The Use of Social Media Evidence in International Courts: Where is the Line?

A blog post by Juliana Palmieri, Junior Associate.

Free speech, the beacon of democracy around the globe, no longer takes place in public parks or town squares. Instead, the sharing of ideas now takes place on private, online platforms. With the click of a button, a thought can be ‘blasted-out’ to millions, internationally. This ‘blast’ via the Internet has created a sense of global-activism and has brought attention to many international crises.[1] Activists around the globe can use the internet, and its various social platforms, to schedule protests, to coordinate efforts, and to inform the world.[2] The ease in communicating with millions quickly transforms local heartaches into global sorrows. For example, the Syrian war was brought to the attention of the world after a picture of a very young, Syrian boy lying face-down on a beach in Turkey was ‘blasted’ out via Twitter. [3] The emotional response to this picture instantly prompted global support and aid for the Syrian refugees.[4] In these instances, speech on such a grand scale has created connection with our fellow humans.[5]
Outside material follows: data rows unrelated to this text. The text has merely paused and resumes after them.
//! crates/slideshow_core/src/pipeline.rs
//!
//! Wires the components into the refresh flow: login, search, download,
//! unpack, optional convert, logout, then list the resulting slides.

use crate::auth::SessionAuthenticator;
use crate::capabilities::CapabilityCache;
use crate::catalog::MediaCatalog;
use crate::domain::{Credentials, SlideRecord, SlideshowOptions};
use crate::download::Downloader;
use crate::error::SlideshowResult;
use crate::geo::GeoResolver;
use crate::nas::NasClient;
use crate::search::SearchOrchestrator;
use crate::unpack;
use std::sync::Arc;
use tokio_util::sync::CancellationToken;
use tracing::info;

pub struct SlideshowPipeline {
    auth: SessionAuthenticator,
    search: SearchOrchestrator,
    downloader: Downloader,
    catalog: MediaCatalog,
    options: SlideshowOptions,
}

impl SlideshowPipeline {
    /// `geo` is ignored unless geolocation is enabled in `options`.
    pub fn new(
        nas: NasClient,
        credentials: Credentials,
        options: SlideshowOptions,
        geo: Option<Arc<GeoResolver>>,
    ) -> Self {
        let capabilities = Arc::new(CapabilityCache::new(nas.clone()));
        let geo = geo.filter(|_| options.geolocation_enabled);

        Self {
            auth: SessionAuthenticator::new(nas.clone(), capabilities.clone(), credentials),
            search: SearchOrchestrator::new(
                nas.clone(),
                capabilities.clone(),
                options.search_folders.clone(),
                options.sample_count,
                options.search_timeout,
                options.search_tuning,
            ),
            downloader: Downloader::new(nas, capabilities, options.archive_file_name.clone()),
            catalog: MediaCatalog::new(options.download_root.clone(), geo),
            options,
        }
    }

    pub fn catalog(&self) -> &MediaCatalog {
        &self.catalog
    }

    /// Replaces the local photo set with a fresh random sample and lists it.
    ///
    /// The NAS session is released before the slides are read back. An empty
    /// sample leaves the current photos in place.
    pub async fn refresh(&self, cancel: &CancellationToken) -> SlideshowResult<Vec<SlideRecord>> {
        let root = &self.options.download_root;
        let archive = self.options.archive_path();

        self.auth
            .with_session(cancel, |session| async move {
                let items = self.search.find_photos(&session, cancel).await?;
                if items.is_empty() {
                    info!("Search found no photos, keeping the current slides");
                    return Ok(());
                }

                self.downloader.download(&session, &items, root, cancel).await?;
                unpack::unpack(&archive, root, cancel).await?;

                if self.options.convert_after_unpack {
                    self.catalog.convert_and_compress(cancel).await?;
                }
                Ok(())
            })
            .await?;

        self.catalog.list_slides(cancel).await
    }
}

#[cfg(test)]
mod tests {
    use super::*;
    use crate::error::SlideshowError;
    use crate::test_support::{test_options, zip_bytes, FakeNas};
    use std::fs;

    fn credentials() -> Credentials {
        Credentials {
            account: "slideshow".into(),
            password: "hunter2".into(),
        }
    }

    fn pipeline(fake: &FakeNas, root: &std::path::Path) -> SlideshowPipeline {
        SlideshowPipeline::new(fake.client(), credentials(), test_options(root), None)
    }

    #[tokio::test]
    async fn test_refresh_runs_the_full_flow() {
        let dir = tempfile::tempdir().unwrap();
        fs::write(dir.path().join("old.jpg"), b"stale").unwrap();
        let fake = FakeNas::new().with_files(&["/photo/2020/a.jpg", "/photo/2021/b.jpg"]);
        fake.state().download_body = zip_bytes(&[
            ("2020/a.jpg", b"not really a jpeg"),
            ("2021/b.jpg", b"not really a jpeg"),
            ("2021/.DS_Store", b"junk"),
        ]);

        let slides = pipeline(&fake, dir.path())
            .refresh(&CancellationToken::new())
            .await
            .unwrap();

        let urls: Vec<&str> = slides.iter().map(|s| s.relative_url.as_str()).collect();
        assert_eq!(urls, vec!["a.jpg", "b.jpg"]);
        assert!(slides.iter().all(|s| s.taken_at.is_none() && s.place.is_empty()));
        assert!(!dir.path().join("old.jpg").exists());
        assert!(!dir.path().join("photos.zip").exists());
        assert_eq!(fake.calls("query"), 1);
        assert_eq!(fake.calls("login"), 1);
        assert_eq!(fake.calls("clean"), 1);
        assert_eq!(fake.calls("download"), 1);
        assert_eq!(fake.calls("logout"), 1);
    }

    #[tokio::test]
    async fn test_empty_sample_keeps_existing_slides() {
        let dir = tempfile::tempdir().unwrap();
        fs::write(dir.path().join("old.jpg"), b"stale").unwrap();
        let fake = FakeNas::new();

        let slides = pipeline(&fake, dir.path())
            .refresh(&CancellationToken::new())
            .await
            .unwrap();

        assert_eq!(slides.len(), 1);
        assert_eq!(slides[0].relative_url, "old.jpg");
        assert_eq!(fake.calls("download"), 0);
        assert_eq!(fake.calls("logout"), 1);
    }

    #[tokio::test]
    async fn test_search_timeout_still_logs_out() {
        let dir = tempfile::tempdir().unwrap();
        let fake = FakeNas::new().with_files(&["/photo/a.jpg"]);
        fake.state().unfinished_polls = None;

        let result = pipeline(&fake, dir.path())
            .refresh(&CancellationToken::new())
            .await;

        assert!(matches!(result, Err(SlideshowError::SearchTimedOut(_))));
        assert_eq!(fake.calls("download"), 0);
        assert_eq!(fake.calls("clean"), 1);
        assert_eq!(fake.calls("logout"), 1);
    }

    #[tokio::test]
    async fn test_failed_login_skips_search() {
        let dir = tempfile::tempdir().unwrap();
        let fake = FakeNas::new();
        fake.state().syno_token = String::new();

        let result = pipeline(&fake, dir.path())
            .refresh(&CancellationToken::new())
            .await;

        assert!(matches!(result, Err(SlideshowError::AuthenticationFailed(_))));
        assert_eq!(fake.calls("start"), 0);
        assert_eq!(fake.calls("logout"), 0);
    }

    #[tokio::test]
    async fn test_single_photo_is_written_in_place() {
        let dir = tempfile::tempdir().unwrap();
        let fake = FakeNas::new().with_files(&["/photo/only.png"]);
        fake.state().download_body = b"raw png bytes".to_vec();
        let mut options = test_options(dir.path());
        options.sample_count = 1;

        let slides = SlideshowPipeline::new(fake.client(), credentials(), options, None)
            .refresh(&CancellationToken::new())
            .await
            .unwrap();

        assert_eq!(slides.len(), 1);
        assert_eq!(slides[0].relative_url, "only.png");
    }
}
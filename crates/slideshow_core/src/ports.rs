//! crates/slideshow_core/src/ports.rs
//!
//! Defines the service contracts (traits) the pipeline depends on.
//! These traits form the boundary of the hexagonal architecture, keeping the core
//! independent of the concrete HTTP client, URL format, geocoder and cache store.

use crate::domain::ApiRequest;
use async_trait::async_trait;
use bytes::Bytes;
use futures::Stream;
use std::pin::Pin;
use std::time::Duration;

//=========================================================================================
// Generic Port Error and Result Types
//=========================================================================================

/// A generic error type for all port operations.
/// This abstracts away the specific errors from external services (e.g. network, JSON).
#[derive(Debug, thiserror::Error)]
pub enum PortError {
    #[error("Transport failure: {0}")]
    Transport(String),
    #[error("An unexpected error occurred: {0}")]
    Unexpected(String),
    #[error("Unauthorized")]
    Unauthorized,
}

/// A convenience type alias for `Result<T, PortError>`.
pub type PortResult<T> = Result<T, PortError>;

/// A body streamed from the NAS.
pub type ByteStream = Pin<Box<dyn Stream<Item = PortResult<Bytes>> + Send>>;

//=========================================================================================
// Service Ports (Traits)
//=========================================================================================

/// Turns a typed request into a fully formed URL. Must be free of side effects.
pub trait RequestUrlBuilder: Send + Sync {
    fn build_url(&self, request: &ApiRequest) -> String;
}

#[async_trait]
pub trait NasTransport: Send + Sync {
    /// Performs a GET and returns the decoded JSON body.
    async fn get_json(&self, url: &str) -> PortResult<serde_json::Value>;

    /// Performs a GET and returns the raw body as a stream of chunks.
    async fn get_stream(&self, url: &str) -> PortResult<ByteStream>;
}

#[async_trait]
pub trait PlaceLookup: Send + Sync {
    /// Resolves coordinates to a human readable place; an empty string means "unknown".
    async fn lookup(&self, latitude: f64, longitude: f64) -> PortResult<String>;
}

/// The shared (distributed) tier of the geo cache.
#[async_trait]
pub trait SharedCache: Send + Sync {
    async fn get(&self, key: &str) -> PortResult<Option<String>>;
    async fn set(&self, key: &str, value: &str, ttl: Duration) -> PortResult<()>;
}
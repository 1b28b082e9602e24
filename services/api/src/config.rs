//! services/api/src/config.rs
//!
//! Defines the service configuration and how it is loaded.
//!
//! All configuration is loaded from environment variables at startup. The `.env`
//! file is used for local development.

use slideshow_core::{Credentials, SearchTuning, SlideshowOptions};
use std::net::SocketAddr;
use std::path::PathBuf;
use std::time::Duration;
use tracing::Level;
use url::Url;

/// A custom error type for configuration loading failures.
#[derive(Debug, thiserror::Error)]
pub enum ConfigError {
    #[error("Missing the environment variable {0}")]
    MissingVar(String),
    #[error("Invalid value for the environment variable {0}: {1}")]
    InvalidValue(String, String),
}

/// Holds all configuration loaded from the environment at startup.
#[derive(Clone)]
pub struct Config {
    pub bind_address: SocketAddr,
    pub log_level: Level,
    pub nas_base_url: Url,
    pub nas_account: String,
    pub nas_password: String,
    pub nas_accept_invalid_certs: bool,
    pub search_folders: Vec<String>,
    pub sample_count: usize,
    pub search_timeout: Duration,
    pub download_root: PathBuf,
    pub download_file_name: String,
    pub geolocation_enabled: bool,
    pub geolocation_mocks: bool,
    pub google_maps_api_key: Option<String>,
    /// Redis URL for the shared geo cache tier; `None` keeps the cache in-process.
    pub redis_url: Option<String>,
    pub convert_photos: bool,
    pub cors_origin: String,
}

impl std::fmt::Debug for Config {
    fn fmt(&self, f: &mut std::fmt::Formatter<'_>) -> std::fmt::Result {
        f.debug_struct("Config")
            .field("bind_address", &self.bind_address)
            .field("nas_base_url", &self.nas_base_url.as_str())
            .field("nas_account", &self.nas_account)
            .field("search_folders", &self.search_folders)
            .field("sample_count", &self.sample_count)
            .field("download_root", &self.download_root)
            .field("geolocation_enabled", &self.geolocation_enabled)
            .field("distributed_cache", &self.redis_url.is_some())
            .finish_non_exhaustive()
    }
}

/// Reads a variable, treating an empty value as unset.
fn optional(name: &str) -> Option<String> {
    std::env::var(name).ok().filter(|v| !v.trim().is_empty())
}

fn required(name: &str) -> Result<String, ConfigError> {
    optional(name).ok_or_else(|| ConfigError::MissingVar(name.to_string()))
}

fn parsed<T>(name: &str, default: T) -> Result<T, ConfigError>
where
    T: std::str::FromStr,
    T::Err: std::fmt::Display,
{
    match optional(name) {
        Some(raw) => raw
            .trim()
            .parse::<T>()
            .map_err(|e| ConfigError::InvalidValue(name.to_string(), e.to_string())),
        None => Ok(default),
    }
}

fn flag(name: &str, default: bool) -> Result<bool, ConfigError> {
    match optional(name) {
        Some(raw) => match raw.trim().to_ascii_lowercase().as_str() {
            "1" | "true" | "yes" | "on" => Ok(true),
            "0" | "false" | "no" | "off" => Ok(false),
            other => Err(ConfigError::InvalidValue(
                name.to_string(),
                format!("'{}' is not a boolean", other),
            )),
        },
        None => Ok(default),
    }
}

/// The Redis URL to use, if the distributed cache is switched on.
pub fn distributed_cache_url(
    enabled: bool,
    redis_url: Option<String>,
) -> Result<Option<String>, ConfigError> {
    match (enabled, redis_url) {
        (false, _) => Ok(None),
        (true, Some(url)) => Ok(Some(url)),
        (true, None) => Err(ConfigError::MissingVar("REDIS_URL".to_string())),
    }
}

/// Splits a comma separated folder list, dropping blanks.
pub fn parse_folder_list(raw: &str) -> Vec<String> {
    raw.split(',')
        .map(str::trim)
        .filter(|f| !f.is_empty())
        .map(str::to_string)
        .collect()
}

impl Config {
    /// Loads configuration from environment variables.
    ///
    /// It will look for a `.env` file in the current directory for development,
    /// but this is skipped in test environments to ensure tests are hermetic.
    pub fn from_env() -> Result<Self, ConfigError> {
        if !cfg!(test) {
            dotenvy::dotenv().ok();
        }

        // --- Server Settings ---
        let bind_address_str =
            std::env::var("BIND_ADDRESS").unwrap_or_else(|_| "0.0.0.0:3000".to_string());
        let bind_address = bind_address_str.parse::<SocketAddr>().map_err(|e| {
            ConfigError::InvalidValue("BIND_ADDRESS".to_string(), e.to_string())
        })?;

        let log_level_str = std::env::var("RUST_LOG").unwrap_or_else(|_| "INFO".to_string());
        let log_level = log_level_str.parse::<Level>().map_err(|_| {
            ConfigError::InvalidValue(
                "RUST_LOG".to_string(),
                format!("'{}' is not a valid log level", log_level_str),
            )
        })?;

        let cors_origin =
            optional("CORS_ORIGIN").unwrap_or_else(|| "http://localhost:3000".to_string());

        // --- NAS Connection ---
        let nas_base_url = Url::parse(&required("NAS_BASE_URL")?)
            .map_err(|e| ConfigError::InvalidValue("NAS_BASE_URL".to_string(), e.to_string()))?;
        let nas_account = required("NAS_ACCOUNT")?;
        let nas_password = required("NAS_PASSWORD")?;
        let nas_accept_invalid_certs = flag("NAS_ACCEPT_INVALID_CERTS", false)?;

        // --- Search and Download ---
        let search_folders = parse_folder_list(&required("SEARCH_FOLDERS")?);
        if search_folders.is_empty() {
            return Err(ConfigError::InvalidValue(
                "SEARCH_FOLDERS".to_string(),
                "at least one folder is required".to_string(),
            ));
        }
        let sample_count = parsed("PHOTO_SAMPLE_COUNT", 20usize)?;
        let search_timeout = Duration::from_secs(parsed("SEARCH_TIMEOUT_SECS", 120u64)?);
        let download_root = optional("DOWNLOAD_ROOT")
            .map(PathBuf::from)
            .unwrap_or_else(|| PathBuf::from("./photos"));
        let download_file_name =
            optional("DOWNLOAD_FILE_NAME").unwrap_or_else(|| "photos.zip".to_string());
        let convert_photos = flag("CONVERT_PHOTOS", false)?;

        // --- Geolocation ---
        let geolocation_enabled = flag("GEOLOCATION_ENABLED", false)?;
        let geolocation_mocks = flag("GEOLOCATION_MOCKS", true)?;
        let google_maps_api_key = optional("GOOGLE_MAPS_API_KEY");
        if geolocation_enabled && !geolocation_mocks && google_maps_api_key.is_none() {
            return Err(ConfigError::MissingVar("GOOGLE_MAPS_API_KEY".to_string()));
        }
        let redis_url = distributed_cache_url(
            flag("DISTRIBUTED_CACHE_ENABLED", false)?,
            optional("REDIS_URL"),
        )?;

        Ok(Self {
            bind_address,
            log_level,
            nas_base_url,
            nas_account,
            nas_password,
            nas_accept_invalid_certs,
            search_folders,
            sample_count,
            search_timeout,
            download_root,
            download_file_name,
            geolocation_enabled,
            geolocation_mocks,
            google_maps_api_key,
            redis_url,
            convert_photos,
            cors_origin,
        })
    }

    /// Pipeline inputs derived from this configuration.
    pub fn slideshow_options(&self) -> SlideshowOptions {
        SlideshowOptions {
            search_folders: self.search_folders.clone(),
            sample_count: self.sample_count,
            search_timeout: self.search_timeout,
            download_root: self.download_root.clone(),
            archive_file_name: self.download_file_name.clone(),
            geolocation_enabled: self.geolocation_enabled,
            convert_after_unpack: self.convert_photos,
            search_tuning: SearchTuning::default(),
        }
    }

    pub fn credentials(&self) -> Credentials {
        Credentials {
            account: self.nas_account.clone(),
            password: self.nas_password.clone(),
        }
    }
}

/// A fully populated configuration for tests, rooted at `download_root`.
#[cfg(test)]
pub(crate) fn sample_config(download_root: PathBuf) -> Config {
    Config {
        bind_address: SocketAddr::from(([127, 0, 0, 1], 3000)),
        log_level: Level::INFO,
        nas_base_url: Url::parse("https://nas.local:5001").unwrap(),
        nas_account: "viewer".into(),
        nas_password: "secret".into(),
        nas_accept_invalid_certs: true,
        search_folders: vec!["/photo".into()],
        sample_count: 7,
        search_timeout: Duration::from_secs(45),
        download_root,
        download_file_name: "batch.zip".into(),
        geolocation_enabled: true,
        geolocation_mocks: true,
        google_maps_api_key: None,
        redis_url: None,
        convert_photos: true,
        cors_origin: "http://localhost:3000".into(),
    }
}

#[cfg(test)]
mod tests {
    use super::*;

    #[test]
    fn test_folder_list_drops_blanks() {
        assert_eq!(
            parse_folder_list(" /photo/2020, ,/photo/2021 ,"),
            vec!["/photo/2020", "/photo/2021"]
        );
        assert!(parse_folder_list(" , ").is_empty());
    }

    #[test]
    fn test_distributed_cache_needs_a_url_only_when_enabled() {
        assert_eq!(
            distributed_cache_url(false, Some("redis://cache:6379".into())).unwrap(),
            None
        );
        assert_eq!(
            distributed_cache_url(true, Some("redis://cache:6379".into())).unwrap(),
            Some("redis://cache:6379".to_string())
        );
        assert!(matches!(
            distributed_cache_url(true, None),
            Err(ConfigError::MissingVar(name)) if name == "REDIS_URL"
        ));
    }

    #[test]
    fn test_options_carry_configured_values() {
        let config = sample_config(PathBuf::from("/tmp/slides"));

        let options = config.slideshow_options();

        assert_eq!(options.sample_count, 7);
        assert_eq!(options.search_timeout, Duration::from_secs(45));
        assert_eq!(options.archive_path(), PathBuf::from("/tmp/slides/batch.zip"));
        assert!(options.geolocation_enabled && options.convert_after_unpack);
        assert_eq!(config.credentials().account, "viewer");
        assert!(!format!("{:?}", config).contains("secret"));
    }
}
However, the world has also witnessed a dark side to this new, speech-forum. For example, the military in Myanmar set up “troll accounts and celebrity pages” to “distribute lurid photos, false news, and inflammatory posts.”[6] This stream of inflammatory posts created a vast divide among all people living in Myanmar which quickly led to mass executions, rapes, and the burning of villages. Here, the ease and ability to ‘blast out’ inflammatory or false information has become relevant for charges of genocide.[7] This begs the question, in addition to the speaker or ‘blaster’, are others to blame?

This behavior, this dark side, only recently has been reviewed by international courts.[8] For example, in Sweden, Facebook posts were used as evidence against the Facebook user, marking the first time the International Criminal Court heavily relied upon Facebook evidence for an arrest warrant of the user.[9] At what point do these private corporations’ philanthropic goals start to address their role in major atrocities incited by words posted on their platforms? On the other hand, promoting healthy debate through exchange of ideas without fear of repercussion is incredibly important in sustaining democracies and human rights across the globe. Can private companies be held liable for allowing others to “participate in the marketplace of ideas,” an ideal so vital to democracy?[10] Where is the line?

[1] Neriah Yue, The “Weaponization” of Facebook in Myanmar: A Case for Corporate Criminal Liability, 71 Hastings L.J. 813, 817-18 (2020).

[2] Id.

[3] Peter Bouckaert (@bouckap), Twitter (Sep. 2, 2015, 7:29 AM),

[4] Diane Cole, Study: What Was The Impact Of The Iconic Photo Of The Syrian Boy?, National Public Radio (Jan. 13 2017, 4:06 PM),

[5] See generally id.

[6] Neriah Yue, The “Weaponization” of Facebook in Myanmar: A Case for Corporate Criminal Liability, 71 Hastings L.J. 813, 820 (2020).

[7] Emma Irving, ‘The Role of Social Media is Significant’: Facebook and the Fact Finding Mission on Myanmar, OpinioJuris (Sep. 7, 2018),

[8] Emma Irving, And So It Begins… Social Media Evidence In An ICC Arrest Warrant, OpinioJuris (Aug. 17, 2017), (Explaining how an arrest warrant was issued based on evidence posted on Facebook by a Syrian national).

[9] Id.

[10] See generally David L. Hudson, In the Age of Social Media, Expand the Reach of the First Amendment, A.B.A. (last visited Jan. 12, 2020) (discussing whether the First Amendment should be expanded with the use of social media platforms in the U.S. as a form of public speech).